*** Begin section ***

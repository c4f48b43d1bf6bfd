//! ResourceQueryEngine: filter, sort and paginate the current store
//! snapshot.

use std::cmp::Ordering;
use std::collections::{BTreeMap, BTreeSet};
use std::sync::Arc;

use beacon_core::config::QueryConfig;
use beacon_core::errors::ValidationError;
use beacon_core::models::Record;
use beacon_storage::RecordStore;
use tracing::debug;

use crate::filter::{text_rank, ResourceFilter, SortBy};
use crate::page::Page;

/// Facet field names, in the order they are reported.
pub const FACET_FIELDS: [&str; 6] = ["type", "product", "audience", "solution", "stage", "visibility"];

pub struct ResourceQueryEngine {
    store: Arc<RecordStore>,
    max_page_size: usize,
}

impl ResourceQueryEngine {
    pub fn new(store: Arc<RecordStore>, config: &QueryConfig) -> Self {
        Self {
            store,
            max_page_size: config.max_page_size,
        }
    }

    pub fn max_page_size(&self) -> usize {
        self.max_page_size
    }

    /// One page of records matching `filter`, sorted by `filter.sort_by`.
    ///
    /// `page` is 1-based. A page past the end is empty with the real total.
    pub fn query(
        &self,
        filter: &ResourceFilter,
        page: usize,
        page_size: usize,
    ) -> Result<Page<Record>, ValidationError> {
        if page == 0 {
            return Err(ValidationError::InvalidPage);
        }
        if page_size == 0 || page_size > self.max_page_size {
            return Err(ValidationError::InvalidPageSize {
                page_size,
                max: self.max_page_size,
            });
        }

        let needle = filter.needle();
        let mut matched: Vec<Record> = self
            .store
            .all()
            .into_iter()
            .filter(|r| filter.matches(r, needle.as_deref()))
            .collect();
        sort_records(&mut matched, filter.sort_by, needle.as_deref());

        let total = matched.len();
        let start = (page - 1).saturating_mul(page_size);
        let items: Vec<Record> = matched.into_iter().skip(start).take(page_size).collect();

        debug!(
            total,
            page,
            page_size,
            returned = items.len(),
            sort = %filter.sort_by,
            "record listing"
        );
        Ok(Page {
            items,
            total,
            page,
            page_size,
        })
    }

    /// Distinct non-empty values of every filterable field across the store.
    pub fn facets(&self) -> BTreeMap<String, BTreeSet<String>> {
        let mut facets: BTreeMap<String, BTreeSet<String>> = FACET_FIELDS
            .iter()
            .map(|f| (f.to_string(), BTreeSet::new()))
            .collect();

        let snapshot = self.store.snapshot();
        for record in snapshot.records() {
            let mut add = |field: &str, value: &str| {
                let value = value.trim();
                if value.is_empty() {
                    return;
                }
                if let Some(values) = facets.get_mut(field) {
                    values.insert(value.to_string());
                }
            };
            add("type", &record.category);
            for tag in &record.tags.product {
                add("product", tag);
            }
            for tag in &record.tags.audience {
                add("audience", tag);
            }
            for tag in &record.tags.solution {
                add("solution", tag);
            }
            add("stage", &record.stage);
            add("visibility", record.visibility.as_str());
        }
        facets
    }
}

fn by_name(a: &Record, b: &Record) -> Ordering {
    a.name
        .to_lowercase()
        .cmp(&b.name.to_lowercase())
        .then_with(|| a.name.cmp(&b.name))
}

/// Stable sort; equal keys keep store order.
fn sort_records(records: &mut [Record], sort_by: SortBy, needle: Option<&str>) {
    match sort_by {
        SortBy::Relevance => {
            if let Some(needle) = needle {
                records.sort_by_key(|r| text_rank(r, needle).unwrap_or(u8::MAX));
            }
        }
        SortBy::Popularity => records.sort_by(|a, b| {
            b.usage
                .total()
                .cmp(&a.usage.total())
                .then_with(|| by_name(a, b))
        }),
        SortBy::Newest => records.sort_by(|a, b| match (a.updated_at, b.updated_at) {
            (Some(x), Some(y)) => y.cmp(&x).then_with(|| by_name(a, b)),
            (Some(_), None) => Ordering::Less,
            (None, Some(_)) => Ordering::Greater,
            (None, None) => by_name(a, b),
        }),
        SortBy::Oldest => records.sort_by(|a, b| match (a.updated_at, b.updated_at) {
            (Some(x), Some(y)) => x.cmp(&y).then_with(|| by_name(a, b)),
            (Some(_), None) => Ordering::Less,
            (None, Some(_)) => Ordering::Greater,
            (None, None) => by_name(a, b),
        }),
    }
}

*** End section ***

> **INSTRUCTIONS FOR THE TASK**
Looking at the records above, how many lines include "usize"? Please give the number and nothing more.

> **RESPONSE TO THE TASK**
4